Adaptation of Skeletal Muscle Microvasculature to Increased or Decreased Blood Flow: Role of Shear Stress, Nitric Oxide and Vascular Endothelial Growth Factor.

This review elucidates the roles of capillary haemodynamics, nitric oxide (NO) and vascular endothelial growth factor (VEGF) in the remodelling of skeletal muscle microcirculation in response to increased (electrical stimulation) or decreased (chronic ischaemia) blood flow. During early stages of stimulation-induced angiogenesis, up-regulation of VEGF and its receptor VEGF receptor 2 is dependent on shear stress and NO release, whereas later, involvement of NO in the expanding capillary bed appears to be VEGF/VEGF receptor 2 independent.

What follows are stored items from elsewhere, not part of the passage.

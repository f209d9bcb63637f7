//! CLI argument definitions for Dogwatch.

use chrono::NaiveDate;
use clap::{Parser, Subcommand};

/// Dogwatch - submit weekly Harvest timesheets from git history.
///
/// Start with `dw week` to see what the week looks like, then
/// `dw submit --dry-run` to preview the entries before submitting.
#[derive(Parser, Debug)]
#[command(name = "dw")]
#[command(author, version, about = "Turn a week of git commits into Harvest time entries", long_about = None)]
pub struct Cli {
    /// Output in human-readable format instead of JSON
    #[arg(short = 'H', long = "human", global = true)]
    pub human_readable: bool,

    /// Run as if dw was started in <path> instead of the current directory.
    /// Can also be set via the DW_REPO environment variable.
    #[arg(short = 'C', long = "repo", global = true, env = "DW_REPO")]
    pub repo_path: Option<std::path::PathBuf>,

    #[command(subcommand)]
    pub command: Commands,
}

/// Top-level commands
#[derive(Subcommand, Debug)]
pub enum Commands {
    /// Analyze the week's commits and submit time entries to Harvest
    Submit {
        /// Anchor date standing in for "today" (YYYY-MM-DD, defaults to today)
        #[arg(long)]
        date: Option<NaiveDate>,

        /// Declare a day off: a weekday or date with an optional reason,
        /// e.g. "friday=Vacation", "wed", "2026-08-07=Sick"
        #[arg(long = "off", value_name = "DAY[=REASON]")]
        off: Vec<String>,

        /// Synthesize and print the entries without calling Harvest
        #[arg(long)]
        dry_run: bool,
    },

    /// Show the week's commit summaries without touching Harvest
    Week {
        /// Anchor date standing in for "today" (YYYY-MM-DD, defaults to today)
        #[arg(long)]
        date: Option<NaiveDate>,
    },

    /// List remote time entries grouped by date
    Entries {
        /// Start date (defaults to Monday of the current week)
        #[arg(long)]
        from: Option<NaiveDate>,

        /// End date (defaults to Friday of the current week)
        #[arg(long)]
        to: Option<NaiveDate>,

        /// Only list entries for this Harvest project ID
        #[arg(long)]
        project: Option<u64>,
    },

    /// List Harvest projects visible to the current user
    Projects,

    /// List task assignments for a project
    Tasks {
        /// Harvest project ID
        project_id: u64,
    },

    /// Delete a time entry by its Harvest ID
    Delete {
        /// Harvest time entry ID
        entry_id: u64,
    },

    /// Verify credentials and show the authenticated user
    Whoami,
}

#[cfg(test)]
mod tests {
    use super::*;
    use clap::CommandFactory;

    #[test]
    fn test_cli_definition_is_consistent() {
        Cli::command().debug_assert();
    }

    #[test]
    fn test_parse_submit_with_days_off() {
        let cli = Cli::try_parse_from([
            "dw",
            "submit",
            "--dry-run",
            "--date",
            "2026-08-06",
            "--off",
            "friday=Vacation",
            "--off",
            "wed",
        ])
        .unwrap();

        match cli.command {
            Commands::Submit { date, off, dry_run } => {
                assert!(dry_run);
                assert_eq!(date, NaiveDate::from_ymd_opt(2026, 8, 6));
                assert_eq!(off, vec!["friday=Vacation", "wed"]);
            }
            other => panic!("expected Submit, got {:?}", other),
        }
    }

    #[test]
    fn test_parse_rejects_bad_date() {
        let result = Cli::try_parse_from(["dw", "week", "--date", "not-a-date"]);
        assert!(result.is_err());
    }

    #[test]
    fn test_human_flag_is_global() {
        let cli = Cli::try_parse_from(["dw", "week", "-H"]).unwrap();
        assert!(cli.human_readable);
    }
}
//! Weekly time entry synthesis.
//!
//! Combines the week's commit summaries, the project configuration, and
//! the declared days off into the definitive ordered list of intended
//! time entries for the week.

pub mod reconcile;

pub use reconcile::SubmissionResult;

use crate::config::ProjectConfig;
use crate::git::week::WeekReport;
use chrono::{Datelike, NaiveDate};
use serde::{Deserialize, Serialize};
use std::collections::BTreeMap;

/// Fallback notes for a day off when neither the user nor the
/// configuration supplies a reason.
const FALLBACK_TIME_OFF_REASON: &str = "Time off";

/// Days off declared for the target week, keyed by date, each with an
/// optional user-supplied reason.
pub type DaysOff = BTreeMap<NaiveDate, Option<String>>;

/// A time entry computed locally, not yet reconciled against Harvest.
#[derive(Debug, Clone, PartialEq, Serialize, Deserialize)]
pub struct TimeEntry {
    /// Date the time was spent
    pub spent_date: NaiveDate,
    /// Hours to log
    pub hours: f64,
    /// Description of the work done
    pub notes: String,
    /// Harvest project ID
    pub project_id: u64,
    /// Harvest task ID
    pub task_id: u64,
}

/// Build the intended entries for the analyzed week, in weekday order.
///
/// A day off produces a time-off entry when a time-off project is
/// configured and no entry at all otherwise. A working day takes its
/// notes from the commit summary; with no commits, future days fall back
/// to the future-day notes (when set) and every other day to the default
/// notes. Hours are uniform across all entries.
pub fn synthesize(week: &WeekReport, config: &ProjectConfig, days_off: &DaysOff) -> Vec<TimeEntry> {
    let mut entries = Vec::with_capacity(week.days.len());

    for day in &week.days {
        if let Some(reason) = days_off.get(&day.date) {
            let Some(time_off) = &config.time_off else {
                // Legacy mode: without a time-off project the day is
                // simply skipped and the week total shrinks.
                continue;
            };

            let notes = reason
                .clone()
                .or_else(|| time_off.default_reason.clone())
                .unwrap_or_else(|| FALLBACK_TIME_OFF_REASON.to_string());

            entries.push(TimeEntry {
                spent_date: day.date,
                hours: config.hours_per_day,
                notes,
                project_id: time_off.project_id,
                task_id: time_off.task_id,
            });
            continue;
        }

        let notes = if !day.summary.is_empty() {
            day.summary.clone()
        } else if day.future {
            config
                .future_day_notes
                .clone()
                .unwrap_or_else(|| config.default_notes.clone())
        } else {
            config.default_notes.clone()
        };

        entries.push(TimeEntry {
            spent_date: day.date,
            hours: config.hours_per_day,
            notes,
            project_id: config.project_id,
            task_id: config.task_id,
        });
    }

    entries
}

/// Sum of hours across entries.
pub fn total_hours(entries: &[TimeEntry]) -> f64 {
    entries.iter().map(|entry| entry.hours).sum()
}

/// Human-readable date range, like `"Aug 03-07, 2026"` or
/// `"Aug 31 - Sep 04, 2026"` across a month boundary.
pub fn date_range_label(entries: &[TimeEntry]) -> String {
    let mut dates: Vec<NaiveDate> = entries.iter().map(|entry| entry.spent_date).collect();
    dates.sort();

    match (dates.first(), dates.last()) {
        (Some(start), Some(end)) => {
            if start.month() == end.month() && start.year() == end.year() {
                format!("{}-{}", start.format("%b %d"), end.format("%d, %Y"))
            } else {
                format!("{} - {}", start.format("%b %d"), end.format("%b %d, %Y"))
            }
        }
        _ => "No entries".to_string(),
    }
}
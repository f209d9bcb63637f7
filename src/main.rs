//! Dogwatch CLI - submit weekly Harvest timesheets from git history.

use clap::Parser;
use dogwatch::cli::{Cli, Commands};
use dogwatch::commands;
use std::path::PathBuf;
use std::process;

fn main() {
    let cli = Cli::parse();
    let human = cli.human_readable;

    // Determine repo path: --repo flag > DW_REPO env > git root > cwd
    let repo_path = resolve_repo_path(cli.repo_path, human);

    let result = match cli.command {
        Commands::Submit { date, off, dry_run } => {
            commands::submit(&repo_path, date, &off, dry_run, human)
        }
        Commands::Week { date } => commands::week_report(&repo_path, date, human),
        Commands::Entries { from, to, project } => commands::entries(from, to, project, human),
        Commands::Projects => commands::projects(human),
        Commands::Tasks { project_id } => commands::tasks(project_id, human),
        Commands::Delete { entry_id } => commands::delete(entry_id, human),
        Commands::Whoami => commands::whoami(human),
    };

    if let Err(e) = result {
        if human {
            eprintln!("Error: {}", e);
        } else {
            eprintln!(r#"{{"error": "{}"}}"#, e);
        }
        process::exit(1);
    }
}

/// Resolve the working directory for the run.
///
/// An explicit path (via -C/--repo or DW_REPO) is used literally without
/// git root detection, which allows targeting a specific subdirectory.
/// Otherwise the git root of the current directory is auto-detected so
/// results do not depend on which subdirectory the tool runs from.
fn resolve_repo_path(explicit: Option<PathBuf>, human: bool) -> PathBuf {
    match explicit {
        Some(path) => {
            if !path.exists() {
                if human {
                    eprintln!("Error: path does not exist: {}", path.display());
                } else {
                    eprintln!(r#"{{"error": "path does not exist: {}"}}"#, path.display());
                }
                process::exit(1);
            }
            path
        }
        None => {
            let cwd = std::env::current_dir().unwrap_or_else(|_| PathBuf::from("."));
            dogwatch::git::find_repo_root(&cwd).unwrap_or(cwd)
        }
    }
}
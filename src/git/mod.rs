//! Git commit extraction.
//!
//! Pulls raw commit metadata out of `git log` one calendar day at a time.
//! Not being inside a repository is a valid outcome, not an error; a
//! failing `git` invocation surfaces as [`crate::Error::Git`] and callers
//! degrade to an empty commit set for the affected day.

pub mod summary;
pub mod week;

use crate::{Error, Result};
use chrono::{Duration, NaiveDate};
use std::path::{Path, PathBuf};
use std::process::Command;

/// Field separator used in the `git log` pretty format (ASCII unit
/// separator, which cannot appear in a subject line).
const LOG_SEPARATOR: char = '\x1f';

/// A single commit as extracted from `git log`.
#[derive(Debug, Clone)]
pub struct Commit {
    /// Full commit hash
    pub hash: String,
    /// Subject line (first line of the message only)
    pub subject: String,
    /// Author name
    pub author_name: String,
    /// Author email
    pub author_email: String,
    /// Author date at day granularity, local time
    pub date: NaiveDate,
}

/// Find the root of the repository containing `path`, if any.
///
/// Returns `None` when `path` is not inside a git work tree or the git
/// binary cannot be run at all.
pub fn find_repo_root(path: &Path) -> Option<PathBuf> {
    let output = Command::new("git")
        .args(["rev-parse", "--show-toplevel"])
        .current_dir(path)
        .output()
        .ok()?;

    if !output.status.success() {
        return None;
    }

    let root = String::from_utf8_lossy(&output.stdout).trim().to_string();
    if root.is_empty() {
        None
    } else {
        Some(PathBuf::from(root))
    }
}

/// Extract all commits authored on `date`, across all refs.
///
/// The window is [date 00:00:00, date 23:59:59] local time. Order follows
/// `git log` (most recent first); downstream summarization deduplicates
/// and groups, so ordering does not affect results.
pub fn commits_for_day(repo: &Path, date: NaiveDate) -> Result<Vec<Commit>> {
    // git prunes the walk by committer date; widen the window by a day on
    // each side and filter precisely on the parsed author date below.
    let since = format!("--since={} 00:00:00", date - Duration::days(1));
    let until = format!("--until={} 23:59:59", date + Duration::days(1));

    let output = Command::new("git")
        .args([
            "log",
            "--all",
            "--date=short",
            since.as_str(),
            until.as_str(),
            "--pretty=format:%H%x1f%s%x1f%an%x1f%ae%x1f%ad",
        ])
        .current_dir(repo)
        .output()
        .map_err(|e| Error::Git(format!("Failed to run git log: {}", e)))?;

    if !output.status.success() {
        let stderr = String::from_utf8_lossy(&output.stderr);
        return Err(Error::Git(format!("git log failed: {}", stderr.trim())));
    }

    let stdout = String::from_utf8_lossy(&output.stdout);
    let commits = stdout
        .lines()
        .filter_map(parse_log_line)
        .filter(|commit| commit.date == date)
        .collect();

    Ok(commits)
}

/// Parse one `%H%x1f%s%x1f%an%x1f%ae%x1f%ad` log line.
fn parse_log_line(line: &str) -> Option<Commit> {
    let mut fields = line.split(LOG_SEPARATOR);
    let hash = fields.next()?.trim().to_string();
    let subject = fields.next()?.trim().to_string();
    let author_name = fields.next()?.trim().to_string();
    let author_email = fields.next()?.trim().to_string();
    let date = fields.next()?.trim().parse().ok()?;

    if hash.is_empty() {
        return None;
    }

    Some(Commit {
        hash,
        subject,
        author_name,
        author_email,
        date,
    })
}
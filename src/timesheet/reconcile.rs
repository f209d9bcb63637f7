//! Create-or-update reconciliation of intended entries against Harvest.
//!
//! Existing entries are matched by (spent date, project). A match is
//! updated in place with the new hours and notes replaced wholesale,
//! never appended; anything else is created. Re-running the pipeline
//! therefore converges on the same remote state instead of accumulating
//! duplicates.

use super::{TimeEntry, date_range_label};
use crate::Result;
use crate::harvest::{RemoteTimeEntry, TimeEntryApi};
use chrono::NaiveDate;
use serde::Serialize;
use std::collections::HashMap;

/// Aggregate outcome of one submission run.
#[derive(Debug, Clone, Serialize)]
pub struct SubmissionResult {
    /// Entries newly created
    pub created: usize,
    /// Existing entries updated in place
    pub updated: usize,
    /// Entries that failed to submit
    pub failed: usize,
    /// Sum of hours across successfully submitted entries
    pub hours: f64,
    /// Human-readable label spanning the submitted dates
    pub date_range: String,
    /// One `<date>: <reason>` line per failed entry
    pub errors: Vec<String>,
}

impl SubmissionResult {
    fn empty(entries: &[TimeEntry]) -> Self {
        Self {
            created: 0,
            updated: 0,
            failed: 0,
            hours: 0.0,
            date_range: date_range_label(entries),
            errors: Vec::new(),
        }
    }

    /// True when every entry was created or updated.
    pub fn success(&self) -> bool {
        self.failed == 0
    }
}

enum Outcome {
    Created,
    Updated,
}

/// Reconcile `entries` against the remote state and submit them in order.
///
/// The upfront range listing is the only fatal step: without current
/// remote state no safe write can happen. After that, each entry is
/// attempted independently; a failure is recorded and the batch
/// continues.
pub fn submit<A: TimeEntryApi>(api: &A, entries: &[TimeEntry]) -> Result<SubmissionResult> {
    let mut result = SubmissionResult::empty(entries);
    if entries.is_empty() {
        return Ok(result);
    }

    let mut dates: Vec<NaiveDate> = entries.iter().map(|entry| entry.spent_date).collect();
    dates.sort();
    let (from, to) = (dates[0], dates[dates.len() - 1]);

    // One unfiltered range query covers both the work and time-off
    // projects.
    let existing = api.list_entries(from, to, None)?;

    // First returned entry wins for each key; later duplicates are left
    // untouched.
    let mut by_key: HashMap<(NaiveDate, u64), &RemoteTimeEntry> = HashMap::new();
    for entry in &existing {
        by_key.entry((entry.spent_date, entry.project.id)).or_insert(entry);
    }

    for entry in entries {
        let outcome = match by_key.get(&(entry.spent_date, entry.project_id)) {
            Some(existing) => api
                .update_entry(existing.id, entry.hours, &entry.notes)
                .map(|_| Outcome::Updated),
            None => api.create_entry(entry).map(|_| Outcome::Created),
        };

        match outcome {
            Ok(Outcome::Created) => {
                result.created += 1;
                result.hours += entry.hours;
            }
            Ok(Outcome::Updated) => {
                result.updated += 1;
                result.hours += entry.hours;
            }
            Err(e) => {
                result.failed += 1;
                result.errors.push(format!("{}: {}", entry.spent_date, e));
            }
        }
    }

    Ok(result)
}
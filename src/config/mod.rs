//! Project configuration for Harvest submission.
//!
//! A `.project.yaml` file in the working directory names the Harvest
//! project and task that entries are logged against:
//!
//! ```yaml
//! harvest:
//!   project_id: 12345678
//!   task_id: 87654321
//!   default_notes: "Development work"
//!   hours_per_day: 8.0
//!   future_day_notes: "Planned development work"
//!   time_off:
//!     project_id: 11112222
//!     task_id: 33334444
//!     default_reason: "Time off"
//! ```
//!
//! The file is created by an external setup workflow and only read here.
//! Validation runs on every load, before any remote call is attempted.

pub mod credentials;

pub use credentials::Credentials;

use crate::{Error, Result};
use serde::{Deserialize, Deserializer, Serialize};
use std::path::Path;

/// Name of the per-project configuration file.
pub const CONFIG_FILE: &str = ".project.yaml";

/// Default hours logged per working day.
const DEFAULT_HOURS_PER_DAY: f64 = 8.0;

/// Top-level shape of `.project.yaml`.
#[derive(Debug, Clone, Serialize, Deserialize)]
struct ConfigFile {
    harvest: ProjectConfig,
}

/// Harvest settings for one working directory.
#[derive(Debug, Clone, PartialEq, Serialize, Deserialize)]
pub struct ProjectConfig {
    /// Numeric Harvest project ID
    #[serde(deserialize_with = "numeric_id")]
    pub project_id: u64,

    /// Numeric Harvest task ID
    #[serde(deserialize_with = "numeric_id")]
    pub task_id: u64,

    /// Notes used when a day has no commits
    pub default_notes: String,

    /// Hours logged per working day
    #[serde(default = "default_hours")]
    pub hours_per_day: f64,

    /// Notes used for days that have not happened yet
    #[serde(default, skip_serializing_if = "Option::is_none")]
    pub future_day_notes: Option<String>,

    /// Project/task pair where day-off hours are logged. When absent,
    /// days off produce no entry at all (legacy behavior).
    #[serde(default, skip_serializing_if = "Option::is_none")]
    pub time_off: Option<TimeOffConfig>,
}

/// Destination for day-off entries, when configured.
#[derive(Debug, Clone, PartialEq, Serialize, Deserialize)]
pub struct TimeOffConfig {
    /// Numeric Harvest project ID of the time-off project
    #[serde(deserialize_with = "numeric_id")]
    pub project_id: u64,

    /// Numeric Harvest task ID within the time-off project
    #[serde(deserialize_with = "numeric_id")]
    pub task_id: u64,

    /// Fallback reason when the user supplies none
    #[serde(default, skip_serializing_if = "Option::is_none")]
    pub default_reason: Option<String>,
}

fn default_hours() -> f64 {
    DEFAULT_HOURS_PER_DAY
}

/// Accept a Harvest ID as either a YAML number or a numeric string.
///
/// Human-readable names are rejected with a pointer at the real fix: the
/// numeric ID from the Harvest web interface.
fn numeric_id<'de, D: Deserializer<'de>>(deserializer: D) -> std::result::Result<u64, D::Error> {
    #[derive(Deserialize)]
    #[serde(untagged)]
    enum Raw {
        Number(u64),
        Text(String),
    }

    match Raw::deserialize(deserializer)? {
        Raw::Number(id) => Ok(id),
        Raw::Text(text) => text.trim().parse().map_err(|_| {
            serde::de::Error::custom(format!(
                "expected a numeric Harvest ID, got \"{}\" (use the ID from the Harvest web interface, not the name)",
                text
            ))
        }),
    }
}

impl ProjectConfig {
    /// Load and validate `.project.yaml` from `dir`.
    pub fn load(dir: &Path) -> Result<Self> {
        let path = dir.join(CONFIG_FILE);

        if !path.exists() {
            return Err(Error::Config(format!(
                "{} not found in {}. Run the project setup workflow first.",
                CONFIG_FILE,
                dir.display()
            )));
        }

        let raw = std::fs::read_to_string(&path)?;
        Self::from_yaml(&raw)
    }

    /// Parse and validate a configuration from YAML text.
    pub fn from_yaml(raw: &str) -> Result<Self> {
        let file: ConfigFile = serde_yaml::from_str(raw)
            .map_err(|e| Error::Config(format!("invalid {}: {}", CONFIG_FILE, e)))?;

        file.harvest.validate()?;
        Ok(file.harvest)
    }

    /// Validate field values.
    pub fn validate(&self) -> Result<()> {
        if self.default_notes.trim().is_empty() {
            return Err(Error::Config("default_notes must not be empty".to_string()));
        }

        if !(self.hours_per_day > 0.0 && self.hours_per_day <= 24.0) {
            return Err(Error::Config(format!(
                "hours_per_day must be between 0 and 24, got {}",
                self.hours_per_day
            )));
        }

        if let Some(time_off) = &self.time_off {
            if let Some(reason) = &time_off.default_reason {
                if reason.trim().is_empty() {
                    return Err(Error::Config(
                        "time_off.default_reason cannot be empty if specified".to_string(),
                    ));
                }
            }
        }

        Ok(())
    }
}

Arteriolar growth most likely relies on mechanical wall stresses while growth factor involvement is less clear. By contrast, in muscles with restricted blood flow, increased VEGF/VEGF receptor 2 expression after ischaemia onset is not associated with changes in shear stress or hypoxia, or capillary growth. After several weeks, VEGF protein levels are lower than normal while modest angiogenesis takes place, a temporal mismatch that limits the utility of using growth factor levels during ischaemia to assess angiogenic potential. Chronic stimulation of ischaemic muscles restores their depressed endothelial-dependent arteriolar dilatation, increases capillary shear stress and VEGF receptor 2 and promotes capillary growth. In patients with peripheral vascular disease, electrical stimulation of ischaemic calf muscles increases blood flow, capillary surface area and muscle performance, offering an alternative 'endogenous' treatment to gene or cell therapy.